Businesses which have missed today's General Data Protection Regulations (GDPR) deadline should "get their house in order" as soon as possible, a legal expert has said.
The new rules, which affect businesses of every size and sector, have now come into force.
Dawn McKnight, head of commercial law team at Belfast firm Carson McDowell, said: "GDPR is about the law catching up with technology."
She indicated that the Information Commissioner's Office would not "throw the book" at companies which are not compliant immediately, but she warned that a "grace period" would not last indefinitely.
"The difficulty is that GDPR is data protection by design - it is not a one size fits all approach," Ms McKnight said.
"Businesses have to look at what personal data they are using and where they are sending it, so you can make sure your data protection policy is accurate and correct.
"Most responsible businesses have made a substantial effort to get ready for GDPR but others have not appreciated the level of effort required."
She advised those not compliant to "start now and crack on".
"Just make sure your data protection policy is accurate and correct," she added.

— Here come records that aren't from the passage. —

/// Loads `path` from `source`, waiting at most `timeout`.
///
/// Never fails: any error, a timeout, or a map without collision surfaces
/// substitutes the output of `fallback`, which runs at most once.
pub async fn load_map_or_fallback<S, F>(
    source: &S,
    path: impl AsRef<Path>,
    timeout: Duration,
    fallback: F,
) -> LoadedMap
where
    S: MapSource + ?Sized,
    F: FnOnce() -> MapAsset,
{
    let path = path.as_ref();
    info!(map = %path.display(), timeout_ms = timeout.as_millis() as u64, "Loading map");

    let (progress_tx, mut progress_rx) = watch::channel(0.0f32);
    let load = source.load(path, &progress_tx);
    tokio::pin!(load);

    let outcome = tokio::time::timeout(timeout, async {
        loop {
            tokio::select! {
                res = &mut load => break res,
                changed = progress_rx.changed() => {
                    if changed.is_ok() {
                        debug!(map = %path.display(), progress = *progress_rx.borrow(), "Map loading");
                    }
                }
            }
        }
    })
    .await;

    let reason = match outcome {
        Ok(Ok(asset)) => {
            let surfaces = asset.collision_surfaces();
            if !surfaces.is_empty() {
                info!(
                    map = %asset.name,
                    nodes = asset.nodes.len(),
                    surfaces = surfaces.len(),
                    "Map loaded"
                );
                return LoadedMap {
                    asset,
                    surfaces,
                    origin: MapOrigin::Loaded {
                        path: path.to_path_buf(),
                    },
                };
            }
            format!("map '{}' has no collision surfaces", asset.name)
        }
        Ok(Err(e)) => format!("{e:#}"),
        Err(_) => format!("timed out after {} ms", timeout.as_millis()),
    };

    warn!(map = %path.display(), %reason, "Map unavailable, generating fallback");
    let asset = fallback();
    let surfaces = asset.collision_surfaces();
    info!(map = %asset.name, surfaces = surfaces.len(), "Fallback map generated");
    LoadedMap {
        asset,
        surfaces,
        origin: MapOrigin::Fallback { reason },
    }
}

#[cfg(test)]
mod tests {
    use super::*;

    #[test]
    fn heuristic_matches_case_insensitively_and_honours_vetoes() {
        assert!(is_collision_candidate("Cafeteria_Wall_03"));
        assert!(is_collision_candidate("FLOOR"));
        assert!(!is_collision_candidate("wall_light"));
        assert!(!is_collision_candidate("vent_cover"));
    }

    #[test]
    fn geometry_resolves_to_tagged_shapes() {
        let asset = MapAsset {
            name: "t".into(),
            spawn: None,
            nodes: vec![
                MapNode {
                    name: "wall".into(),
                    translation: Vec3::ZERO,
                    geometry: NodeGeometry::Box {
                        half_extents: Vec3::splat(1.0),
                    },
                },
                MapNode {
                    name: "table".into(),
                    translation: Vec3::ZERO,
                    geometry: NodeGeometry::Sphere { radius: 2.0 },
                },
                MapNode {
                    name: "crate".into(),
                    translation: Vec3::new(1.0, 0.0, 0.0),
                    geometry: NodeGeometry::Mesh {
                        points: vec![Vec3::ZERO, Vec3::splat(1.0)],
                    },
                },
                MapNode {
                    name: "door_empty".into(),
                    translation: Vec3::ZERO,
                    geometry: NodeGeometry::Mesh { points: vec![] },
                },
            ],
        };
        let surfaces = asset.collision_surfaces();
        assert_eq!(surfaces.len(), 3);
        assert!(matches!(surfaces[0].shape, SurfaceShape::Box { .. }));
        assert!(matches!(surfaces[1].shape, SurfaceShape::Sphere { .. }));
        let bounds = surfaces[2].shape.world_bounds(surfaces[2].position);
        assert_eq!(bounds.min, Vec3::new(1.0, 0.0, 0.0));
        assert_eq!(bounds.max, Vec3::new(2.0, 1.0, 1.0));
    }

    #[test]
    fn fallback_is_deterministic_and_collidable() {
        let a = generate_fallback();
        assert_eq!(a, generate_fallback());
        assert!(a.spawn.is_none());
        let surfaces = a.collision_surfaces();
        assert!(!surfaces.is_empty());
        assert!(surfaces.iter().all(|s| s.name != "ceiling_light"));
    }

    #[test]
    fn map_json_parses() {
        let asset = MapAsset::from_json_str(
            r#"{
                "name": "skeld",
                "spawn": { "x": 0.0, "y": 1.65, "z": 0.0 },
                "nodes": [
                    { "name": "wall_a", "translation": { "x": 0.0, "y": 1.0, "z": 4.0 },
                      "geometry": { "kind": "box", "half_extents": { "x": 2.0, "y": 1.0, "z": 0.2 } } }
                ]
            }"#,
        )
        .unwrap();
        assert_eq!(asset.name, "skeld");
        assert_eq!(asset.collision_surfaces().len(), 1);
    }

    #[test]
    fn negative_extents_are_rejected() {
        let sphere = r#"{ "name": "m", "nodes": [
            { "name": "table", "geometry": { "kind": "sphere", "radius": -1.0 } } ] }"#;
        let err = MapAsset::from_json_str(sphere).unwrap_err();
        assert!(format!("{err:#}").contains("node 'table'"), "{err:#}");

        let inverted = r#"{ "name": "m", "nodes": [
            { "name": "wall", "geometry": { "kind": "box",
              "half_extents": { "x": 1.0, "y": -1.0, "z": 1.0 } } } ] }"#;
        assert!(MapAsset::from_json_str(inverted).is_err());
    }

    #[tokio::test]
    async fn invalid_geometry_falls_back() {
        let path = std::env::temp_dir().join(format!("explorer-bad-map-{}.json", std::process::id()));
        std::fs::write(
            &path,
            r#"{ "name": "bad", "nodes": [
                { "name": "table", "geometry": { "kind": "sphere", "radius": -1.0 } } ] }"#,
        )
        .unwrap();
        let map = load_map_or_fallback(&FileMapSource, &path, Duration::from_secs(1), generate_fallback).await;
        std::fs::remove_file(&path).unwrap();
        match map.origin {
            MapOrigin::Fallback { reason } => assert!(reason.contains("radius"), "{reason}"),
            other => panic!("expected fallback, got {other:?}"),
        }
    }

    #[test]
    fn map_without_nodes_is_rejected() {
        assert!(MapAsset::from_json_str(r#"{ "name": "empty", "nodes": [] }"#).is_err());
    }

    #[tokio::test]
    async fn missing_file_falls_back() {
        let map = load_map_or_fallback(
            &FileMapSource,
            "does/not/exist.json",
            Duration::from_secs(1),
            generate_fallback,
        )
        .await;
        assert!(map.is_fallback());
        assert!(!map.surfaces.is_empty());
    }
}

She also stressed the importance of having an information asset register in place.
Ms McKnight said that under the GDPR regulations, businesses have a duty to notify the Information Commissioners' Office if there has been a data breach and in some cases, the individual concerned, within 72 hours.
"That is a really tight timescale to investigate what has happened, what data has been lost and how a business is going to sort it out," she said.
Her firm is putting together a rapid response team to help clients deal with such a data breach.
"GDPR gives additional rights to the individual to be provided with certain information," she added.